**PROMPT:**
Every line of the data, first to last, must be written out unchanged.

**INPUT RECORDS:**
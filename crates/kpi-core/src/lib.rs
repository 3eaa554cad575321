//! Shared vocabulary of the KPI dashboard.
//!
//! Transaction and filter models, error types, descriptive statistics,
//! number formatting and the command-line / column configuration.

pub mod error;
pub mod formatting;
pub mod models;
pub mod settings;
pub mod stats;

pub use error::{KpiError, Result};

**ANSWER:**
filename crates/kpi-core/src/lib.rs
repository 3eaa554cad575321
//! Shared vocabulary of the KPI dashboard.
//!
//! Transaction and filter models, error types, descriptive statistics,
//! number formatting and the command-line / column configuration.

pub mod error;
pub mod formatting;
pub mod models;
pub mod settings;
pub mod stats;

pub use error::{KpiError, Result};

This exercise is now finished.